Posted By: Mary Durr (email)
Date: 8/25/2003 at 19:41:05

Postville, Iowa newspaper May 4, 1906, Vol. XXXIV

LEMUEL LEET

Lemuel Leet Killed by the Cars

At McMaster Crossing. -- His Horse Also is Killed.

Lemuel Leet left his home near Cherry Valley on Monday morning last with a one horse top buggy bound for Postville to market sixty-one dozen eggs and do some trading for the family, with doubtless the thought farthest from his mind that he should not reach his destination alive, but such was the divine decree. He came down the straight stretch of the road from the Darius Orr place, which commands a full view of the Milwaukee railway for several miles east and beyond the station to the west, and approached the McMaster grade crossing a half-mile east of town just as the 10:20 west bound Milwaukee passenger came up the straight stretch leading to town under a full head of steam. The alert eye of Engineer Rush Eddy saw the rig approaching and whistled out a shrill shriek of warning. The horse stopped and the ponderous locomotive came thundering on, and when within a short distance of the crossing, and too late to stop, Mr. Eddy saw the man urging his horse on to the crossing. An instant later the death-dealing crash came and all was over and within less than its length the train came to a full stop. The horse had got about two-thirds of the way over the crossing when the engine caught it a little in front of the left hip and hurled it full fifty feet on the south side of the track where it dropped dead. The buggy was hurled to pieces against the fence on the north side and on the same side about 12 or 15 feet west of the cattle guard, close to the ties, lay the lifeless body of Lemuel Leet, his skull crushed on the left side, the neck broken, the left arm and left leg also broken. The train crew placed the body in the baggage car and carried it to the station where whence it was taken to the undertaking rooms of J. M. Harris, who notified the family by phone of the sad affair and prepared the body for burial.

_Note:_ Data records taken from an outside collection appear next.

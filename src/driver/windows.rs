//! Windows Firewall driver (PowerShell NetSecurity cmdlets).

use async_trait::async_trait;
use std::sync::Arc;
use tracing::info;

use super::FirewallDriver;
use crate::cmd_abstraction::{run_sequence, CommandExecutor};
use crate::compiler::{compile_netsecurity, compile_netsecurity_remove};
use crate::error::ControlResult;
use crate::model::{FirewallRule, Platform};

pub struct WindowsDriver {
    executor: Arc<dyn CommandExecutor>,
}

impl WindowsDriver {
    pub fn new(executor: Arc<dyn CommandExecutor>) -> Self {
        Self { executor }
    }
}

#[async_trait]
impl FirewallDriver for WindowsDriver {
    fn platform(&self) -> Platform {
        Platform::Windows
    }

    async fn apply(&self, rule: &FirewallRule) -> ControlResult<()> {
        let plan = compile_netsecurity(rule);
        run_sequence(self.executor.as_ref(), &plan).await?;
        info!(
            "Created Windows Firewall rule '{}'{}",
            rule.rule_name,
            if rule.enabled { "" } else { " (disabled)" }
        );
        Ok(())
    }

    async fn remove(&self, rule_name: &str) -> ControlResult<()> {
        let plan = [compile_netsecurity_remove(rule_name)];
        run_sequence(self.executor.as_ref(), &plan).await?;
        info!("Removed Windows Firewall rule '{}'", rule_name);
        Ok(())
    }
}

#[cfg(test)]
mod tests {
    use super::*;
    use crate::cmd_abstraction::{CommandOutput, RecordingExecutor};
    use crate::model::{Action, Direction};

    #[tokio::test]
    async fn test_disabled_rule_runs_create_then_disable() {
        let exec = Arc::new(RecordingExecutor::new());
        let driver = WindowsDriver::new(exec.clone());
        let mut rule = FirewallRule::new("staged", Direction::Out, Action::Deny);
        rule.enabled = false;

        driver.apply(&rule).await.unwrap();

        let calls = exec.calls();
        assert_eq!(calls.len(), 2);
        assert!(calls[0].args[2].starts_with("New-NetFirewallRule -Name 'staged'"));
        assert_eq!(calls[1].args[2], "Disable-NetFirewallRule -Name 'staged'");
    }

    #[tokio::test]
    async fn test_create_failure_skips_disable() {
        let exec = Arc::new(RecordingExecutor::with_responses([CommandOutput::failed(
            1,
            "New-NetFirewallRule : Cannot create a file when that file already exists.",
        )]));
        let driver = WindowsDriver::new(exec.clone());
        let mut rule = FirewallRule::new("dup", Direction::In, Action::Allow);
        rule.enabled = false;

        let err = driver.apply(&rule).await.unwrap_err();
        assert!(err.to_string().contains("already exists"));
        assert_eq!(exec.calls().len(), 1);
    }

    #[tokio::test]
    async fn test_remove_failure_surfaced() {
        let exec = Arc::new(RecordingExecutor::with_responses([CommandOutput::failed(
            1,
            "No MSFT_NetFirewallRule objects found with property 'Name' equal to 'gone'.",
        )]));
        let driver = WindowsDriver::new(exec);
        assert!(driver.remove("gone").await.is_err());
    }
}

From the best evidence obtainable it is evident Mr. Leet was either in a deep study over something at the time of the accident, or else failed to hear the danger signals of the train, some claiming he was quite deaf, but of this we do not personally know.

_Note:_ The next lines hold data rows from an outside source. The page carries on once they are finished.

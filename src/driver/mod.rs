//! Firewall drivers (iptables, Windows Firewall).
//!
//! The driver is chosen once at startup by [`create_driver`]; everything
//! above it talks to `dyn FirewallDriver`.

mod linux;
mod windows;

use async_trait::async_trait;
use std::sync::Arc;

pub use linux::LinuxDriver;
pub use windows::WindowsDriver;

use crate::cmd_abstraction::CommandExecutor;
use crate::error::{ControlError, ControlResult};
use crate::model::{FirewallRule, Platform};

/// Capability set every host backend provides.
#[async_trait]
pub trait FirewallDriver: Send + Sync {
    fn platform(&self) -> Platform;

    /// Compile and apply a rule; commands run strictly in plan order and the
    /// first failure aborts the rest.
    async fn apply(&self, rule: &FirewallRule) -> ControlResult<()>;

    /// Remove host state for a rule by its handle.
    async fn remove(&self, rule_name: &str) -> ControlResult<()>;

    /// Remove `old`, then apply `new`. Not transactional: if the removal
    /// succeeded and the apply failed, the error is a
    /// [`ControlError::PartialUpdate`] and the host no longer enforces `old`.
    async fn replace(&self, old: &FirewallRule, new: &FirewallRule) -> ControlResult<()> {
        self.remove(&old.rule_name).await?;
        self.apply(new)
            .await
            .map_err(|e| ControlError::PartialUpdate {
                handle: old.rule_name.clone(),
                source: Box::new(e),
            })
    }
}

/// Create the driver for a platform (`Auto` resolves to the build target).
pub fn create_driver(
    platform: Platform,
    executor: Arc<dyn CommandExecutor>,
) -> Box<dyn FirewallDriver> {
    match platform.resolve() {
        Platform::Windows => Box::new(WindowsDriver::new(executor)),
        _ => Box::new(LinuxDriver::new(executor)),
    }
}

/// Check if running as root (effective UID == 0).
///
/// Host mutations need CAP_NET_ADMIN; UID 0 covers the sudo/systemd case.
#[cfg(unix)]
pub fn check_root() -> anyhow::Result<()> {
    // SAFETY: geteuid() has no preconditions, never fails and does not
    // modify any state.
    let euid = unsafe { libc::geteuid() };

    if euid != 0 {
        anyhow::bail!(
            "This operation requires root privileges. Please run with sudo.\n\
             Alternatively, ensure the process has CAP_NET_ADMIN and CAP_NET_RAW capabilities."
        )
    }
    Ok(())
}

/// Elevation on Windows is enforced by the NetSecurity cmdlets themselves.
#[cfg(not(unix))]
pub fn check_root() -> anyhow::Result<()> {
    Ok(())
}

#[cfg(test)]
pub mod mock {
    use super::*;
    use std::sync::Mutex;

    /// In-memory driver recording applied rules.
    pub struct MockDriver {
        pub applied: Mutex<Vec<FirewallRule>>,
        pub removed: Mutex<Vec<String>>,
        pub fail_apply: Mutex<Option<String>>,
        pub fail_remove: Mutex<Option<String>>,
    }

    impl MockDriver {
        pub fn new() -> Self {
            Self {
                applied: Mutex::new(Vec::new()),
                removed: Mutex::new(Vec::new()),
                fail_apply: Mutex::new(None),
                fail_remove: Mutex::new(None),
            }
        }

        pub fn fail_next_apply(&self, stderr: &str) {
            *self.fail_apply.lock().unwrap() = Some(stderr.to_string());
        }

        pub fn fail_next_remove(&self, stderr: &str) {
            *self.fail_remove.lock().unwrap() = Some(stderr.to_string());
        }

        pub fn applied_names(&self) -> Vec<String> {
            self.applied
                .lock()
                .unwrap()
                .iter()
                .map(|r| r.rule_name.clone())
                .collect()
        }
    }

    #[async_trait]
    impl FirewallDriver for MockDriver {
        fn platform(&self) -> Platform {
            Platform::Windows
        }

        async fn apply(&self, rule: &FirewallRule) -> ControlResult<()> {
            if let Some(stderr) = self.fail_apply.lock().unwrap().take() {
                return Err(ControlError::CommandExecution {
                    program: "mock".to_string(),
                    stderr,
                    code: Some(1),
                });
            }
            self.applied.lock().unwrap().push(rule.clone());
            Ok(())
        }

        async fn remove(&self, rule_name: &str) -> ControlResult<()> {
            if let Some(stderr) = self.fail_remove.lock().unwrap().take() {
                return Err(ControlError::CommandExecution {
                    program: "mock".to_string(),
                    stderr,
                    code: Some(1),
                });
            }
            self.removed.lock().unwrap().push(rule_name.to_string());
            self.applied
                .lock()
                .unwrap()
                .retain(|r| r.rule_name != rule_name);
            Ok(())
        }
    }
}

Lemeul Leet was born at Clermont, New Hampshire, Sept. 4, 1829, and died at Postville, Iowa, as above stated on Monday, April 30, 1906, aged 76 years, 7 months and 26 days. When 14 years of age he moved to Warren Co., New York, where he was united in marriage to Mary Green, June 11, 1851. In Sept. 1865 they came to Hardin, Iowa, and in March 1868 moved on to farm in Post township, where he resided until his death. Three children were born to them, the eldest dying in infancy. His aged companion, with one son, George B. Leet, and one daughter, Mrs. Janet Jackson, with five grandchildren survive him.

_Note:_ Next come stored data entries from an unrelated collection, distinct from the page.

//! Explicit wiring of the control plane.
//!
//! A [`ControlContext`] owns the collaborators every component needs (record
//! store, command executor, resolved platform, configuration) and hands
//! them to each service at construction time.

use anyhow::{Context, Result};
use std::sync::Arc;
use std::time::Duration;

use crate::alerts::{AlertManager, AlertRaiser, AlertSink, NullSink};
use crate::cmd_abstraction::{CommandExecutor, RealCommandExecutor};
use crate::config::Config;
use crate::driver::{create_driver, FirewallDriver};
use crate::model::Platform;
use crate::monitor::{DenyAggregator, DropLogMonitor};
use crate::nat::NatConfigurator;
use crate::routes::RouteManager;
use crate::rules::RuleService;
use crate::store::{JsonFileStore, RecordStore, Records};
use crate::watchdog::{FailoverWatchdog, PingProber};

#[derive(Clone)]
pub struct ControlContext {
    pub config: Config,
    pub platform: Platform,
    pub records: Records,
    pub executor: Arc<dyn CommandExecutor>,
    driver: Arc<dyn FirewallDriver>,
}

impl ControlContext {
    /// Build a context from explicit collaborators. The platform is resolved
    /// here, once.
    pub fn new(config: Config, store: Arc<dyn RecordStore>, executor: Arc<dyn CommandExecutor>) -> Self {
        let platform = config.platform.resolve();
        let driver: Arc<dyn FirewallDriver> = Arc::from(create_driver(platform, executor.clone()));
        Self {
            config,
            platform,
            records: Records::new(store),
            executor,
            driver,
        }
    }

    /// Production wiring: JSON file store and real process execution.
    pub fn open(config: Config) -> Result<Self> {
        let store = JsonFileStore::open(&config.store_path)
            .with_context(|| format!("Failed to open record store {:?}", config.store_path))?;
        Ok(Self::new(config, Arc::new(store), Arc::new(RealCommandExecutor::new())))
    }

    pub fn driver(&self) -> Arc<dyn FirewallDriver> {
        self.driver.clone()
    }

    pub fn rules(&self) -> RuleService {
        RuleService::new(self.driver.clone(), self.records.clone())
    }

    pub fn routes(&self) -> RouteManager {
        RouteManager::new(self.executor.clone(), self.platform, self.records.clone())
    }

    pub fn nat(&self) -> NatConfigurator {
        NatConfigurator::new(self.executor.clone(), self.platform, self.records.clone())
    }

    pub fn watchdog(&self) -> FailoverWatchdog {
        let cfg = &self.config.watchdog;
        let prober = PingProber::new(self.executor.clone(), self.platform, cfg.probe_timeout_secs);
        FailoverWatchdog::new(self.routes(), Arc::new(prober), cfg.interval())
    }

    /// Alert raiser forwarding to the configured destinations.
    pub fn alert_raiser(&self) -> Result<AlertRaiser> {
        let manager = AlertManager::new(self.config.alerts.clone())?;
        let sink: Arc<dyn AlertSink> = if manager.has_destinations() {
            Arc::new(manager)
        } else {
            Arc::new(NullSink)
        };
        Ok(AlertRaiser::new(self.records.clone(), sink))
    }

    pub fn drop_monitor(&self, raiser: AlertRaiser) -> DropLogMonitor {
        let cfg = &self.config.monitor;
        DropLogMonitor::new(
            self.records.clone(),
            raiser,
            cfg.blocked_threshold,
            cfg.blocked_window_secs,
            Duration::from_millis(cfg.tail_backoff_ms),
        )
    }

    pub fn deny_aggregator(&self, raiser: AlertRaiser) -> DenyAggregator {
        let cfg = &self.config.monitor;
        DenyAggregator::new(
            self.records.clone(),
            raiser,
            cfg.deny_threshold,
            cfg.deny_window_secs,
            Duration::from_secs(cfg.aggregate_interval_secs),
        )
    }
}

#[cfg(test)]
mod tests {
    use super::*;
    use crate::cmd_abstraction::RecordingExecutor;
    use crate::store::MemoryStore;

    #[test]
    fn test_platform_resolved_once() {
        let mut config = Config::default();
        config.platform = Platform::Windows;
        let ctx = ControlContext::new(config, Arc::new(MemoryStore::new()), Arc::new(RecordingExecutor::new()));
        assert_eq!(ctx.platform, Platform::Windows);
        assert_eq!(ctx.driver().platform(), Platform::Windows);
        assert_eq!(ctx.routes().platform(), Platform::Windows);
    }

    #[test]
    fn test_auto_platform_never_leaks() {
        let ctx = ControlContext::new(
            Config::default(),
            Arc::new(MemoryStore::new()),
            Arc::new(RecordingExecutor::new()),
        );
        assert_ne!(ctx.platform, Platform::Auto);
    }

    #[test]
    fn test_open_creates_file_store() {
        let dir = tempfile::tempdir().unwrap();
        let mut config = Config::default();
        config.store_path = dir.path().join("store.json");
        assert!(ControlContext::open(config).is_ok());
    }
}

Mr. Leet was respected for his industry, temperance and economy. For a number of years past the infirmities of age had been growing upon him, and his body was seldom free from the twinge of pain, yet with his indomitable will he kept up and about. Suddenly and without suffering came to him the summons, and a kind husband and father, good citizen and friend is no more. Peace to his ashes.

The funeral was held from Bethel U. B. church Wednesday forenoon, Rev. R. M. Montgomery officiating. Interment in Minert cemetery.